Exercise directions> Take the line with "total_revenue += a.final_price;" and all lines after it, through the end of the records below, and repeat them exactly.

Segment Start: Material supplied

use crate::application::crud::load_map;
use crate::domain::analytics::{
    AnalyticsResponse, DailyAnalytics, HairdresserAnalytics, TopDying, TopFacialHair, TopHairstyle,
    TopProduct,
};
use crate::domain::booking::DYE_SURCHARGE;
use crate::infrastructure::database::entities::{
    appointment, dying, facial_hair, hairstyle, order, order_item, product,
};
use crate::shared::{DomainError, DomainResult};

const TOP_N: usize = 3;

/// Sums `(count, amount)` per key, keeping keys in first-seen order
fn tally<K: Copy + Eq + Hash>(rows: impl IntoIterator<Item = (K, i64, Decimal)>) -> Vec<(K, i64, Decimal)> {
    let mut index: HashMap<K, usize> = HashMap::new();
    let mut totals: Vec<(K, i64, Decimal)> = Vec::new();
    for (key, count, amount) in rows {
        match index.get(&key) {
            Some(&i) => {
                totals[i].1 += count;
                totals[i].2 += amount;
            }
            None => {
                index.insert(key, totals.len());
                totals.push((key, count, amount));
            }
        }
    }
    totals
}

/// Highest counts first; equal counts keep their first-seen order
fn top(mut totals: Vec<(i32, i64, Decimal)>) -> Vec<(i32, i64, Decimal)> {
    totals.sort_by(|a, b| b.1.cmp(&a.1));
    totals.truncate(TOP_N);
    totals
}

pub struct AnalyticsService {
    db: DatabaseConnection,
}

impl AnalyticsService {
    pub fn new(db: DatabaseConnection) -> Self {
        Self { db }
    }

    /// Top three products, hairstyles, facial hair styles and dye colours
    pub async fn top3(&self) -> DomainResult<AnalyticsResponse> {
        let appointments = appointment::Entity::find()
            .filter(appointment::Column::IsActive.eq(true))
            .order_by_asc(appointment::Column::Id)
            .all(&self.db)
            .await?;

        let response = AnalyticsResponse {
            top3_products: self.top_products().await?,
            top3_hairstyles: self.top_hairstyles(&appointments).await?,
            top3_facial_hairs: self.top_facial_hairs(&appointments).await?,
            top3_dying_colors: self.top_dyings(&appointments).await?,
        };
        debug!(appointments = appointments.len(), "Analytics computed");
        Ok(response)
    }

    async fn top_products(&self) -> DomainResult<Vec<TopProduct>> {
        let active_orders: Vec<i32> = order::Entity::find()
            .filter(order::Column::IsActive.eq(true))
            .all(&self.db)
            .await?
            .into_iter()
            .map(|o| o.id)
            .collect();
        if active_orders.is_empty() {
            return Ok(Vec::new());
        }

        let items = order_item::Entity::find()
            .filter(order_item::Column::OrderId.is_in(active_orders))
            .order_by_asc(order_item::Column::Id)
            .all(&self.db)
            .await?;
        let products = load_map::<product::Entity, _>(
            &self.db,
            product::Column::Id,
            items.iter().map(|i| i.product_id).collect(),
            |p| p.id,
        )
        .await?;

        let totals = tally(
            items
                .iter()
                .filter(|i| products.contains_key(&i.product_id))
                .map(|i| (i.product_id, i64::from(i.quantity), i.total_price)),
        );

        Ok(top(totals)
            .into_iter()
            .filter_map(|(id, quantity, revenue)| {
                products.get(&id).map(|p| TopProduct {
                    product_id: id,
                    product_name: p.name.clone(),
                    product_image: p.picture.clone(),
                    total_quantity_sold: quantity,
                    total_revenue: revenue,
                })
            })
            .collect())
    }

    async fn top_hairstyles(&self, appointments: &[appointment::Model]) -> DomainResult<Vec<TopHairstyle>> {
        let hairstyles = load_map::<hairstyle::Entity, _>(
            &self.db,
            hairstyle::Column::Id,
            appointments.iter().filter_map(|a| a.hairstyle_id).collect(),
            |h| h.id,
        )
        .await?;

        let totals = tally(
            appointments
                .iter()
                .filter_map(|a| a.hairstyle_id)
                .filter_map(|id| hairstyles.get(&id).map(|h| (id, 1, h.price))),
        );

        Ok(top(totals)
            .into_iter()
            .filter_map(|(id, count, revenue)| {
                hairstyles.get(&id).map(|h| TopHairstyle {
                    hairstyle_id: id,
                    hairstyle_name: h.name.clone(),
                    hairstyle_image: h.image.clone(),
                    total_appointments: count,
                    total_revenue: revenue,
                })
            })
            .collect())
    }

    async fn top_facial_hairs(&self, appointments: &[appointment::Model]) -> DomainResult<Vec<TopFacialHair>> {
        let facial_hairs = load_map::<facial_hair::Entity, _>(
            &self.db,
            facial_hair::Column::Id,
            appointments.iter().filter_map(|a| a.facial_hair_id).collect(),
            |f| f.id,
        )
        .await?;

        let totals = tally(
            appointments
                .iter()
                .filter_map(|a| a.facial_hair_id)
                .filter_map(|id| facial_hairs.get(&id).map(|f| (id, 1, f.price))),
        );

        Ok(top(totals)
            .into_iter()
            .filter_map(|(id, count, revenue)| {
                facial_hairs.get(&id).map(|f| TopFacialHair {
                    facial_hair_id: id,
                    facial_hair_name: f.name.clone(),
                    facial_hair_image: f.image.clone(),
                    total_appointments: count,
                    total_revenue: revenue,
                })
            })
            .collect())
    }

    async fn top_dyings(&self, appointments: &[appointment::Model]) -> DomainResult<Vec<TopDying>> {
        let dyings = load_map::<dying::Entity, _>(
            &self.db,
            dying::Column::Id,
            appointments.iter().filter_map(|a| a.dying_id).collect(),
            |d| d.id,
        )
        .await?;

        let totals = tally(
            appointments
                .iter()
                .filter_map(|a| a.dying_id)
                .filter(|id| dyings.contains_key(id))
                .map(|id| (id, 1, DYE_SURCHARGE)),
        );

        Ok(top(totals)
            .into_iter()
            .filter_map(|(id, count, revenue)| {
                dyings.get(&id).map(|d| TopDying {
                    dying_id: id,
                    dying_name: d.name.clone(),
                    dying_hex_code: d.hex_code.clone(),
                    total_appointments: count,
                    total_revenue: revenue,
                })
            })
            .collect())
    }

    /// Per-day appointment counts and revenue for one hairdresser and month.
    /// Every calendar day gets a bucket, including empty ones.
    pub async fn hairdresser_monthly(
        &self,
        hairdresser_id: i32,
        year: i32,
        month: u32,
    ) -> DomainResult<HairdresserAnalytics> {
        if !(1..=12).contains(&month) {
            return Err(DomainError::Validation(
                "Month must be between 1 and 12.".to_string(),
            ));
        }
        if !(2000..=2100).contains(&year) {
            return Err(DomainError::Validation(
                "Year must be between 2000 and 2100.".to_string(),
            ));
        }

        let invalid = || DomainError::Validation(format!("Invalid month {}-{}", year, month));
        let first_day = NaiveDate::from_ymd_opt(year, month, 1).ok_or_else(invalid)?;
        let next_month = first_day
            .checked_add_months(Months::new(1))
            .ok_or_else(invalid)?;

        let start = Utc.from_utc_datetime(&first_day.and_hms_opt(0, 0, 0).ok_or_else(invalid)?);
        let end = Utc.from_utc_datetime(&next_month.and_hms_opt(0, 0, 0).ok_or_else(invalid)?);

        let appointments = appointment::Entity::find()
            .filter(appointment::Column::HairdresserId.eq(hairdresser_id))
            .filter(appointment::Column::IsActive.eq(true))
            .filter(appointment::Column::AppointmentDate.gte(start))
            .filter(appointment::Column::AppointmentDate.lt(end))
            .all(&self.db)
            .await?;

        let mut daily_data: Vec<DailyAnalytics> = first_day
            .iter_days()
            .take_while(|d| *d < next_month)
            .map(|date| DailyAnalytics {
                date,
                day_number: date.day(),
                appointment_count: 0,
                revenue: Decimal::ZERO,
            })
            .collect();

        let mut total_revenue = Decimal::ZERO;
        for a in &appointments {
            let day = a.appointment_date.date_naive().day() as usize;
            if let Some(bucket) = daily_data.get_mut(day - 1) {
                bucket.appointment_count += 1;
                bucket.revenue += a.final_price;
            }
            total_revenue += a.final_price;
        }

        Ok(HairdresserAnalytics {
            hairdresser_id,
            year,
            month,
            total_appointments: appointments.len() as i64,
            total_revenue,
            daily_data,
        })
    }
}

Segment End: Material supplied

Exercise output>
            total_revenue += a.final_price;
        }

        Ok(HairdresserAnalytics {
            hairdresser_id,
            year,
            month,
            total_appointments: appointments.len() as i64,
            total_revenue,
            daily_data,
        })
    }
}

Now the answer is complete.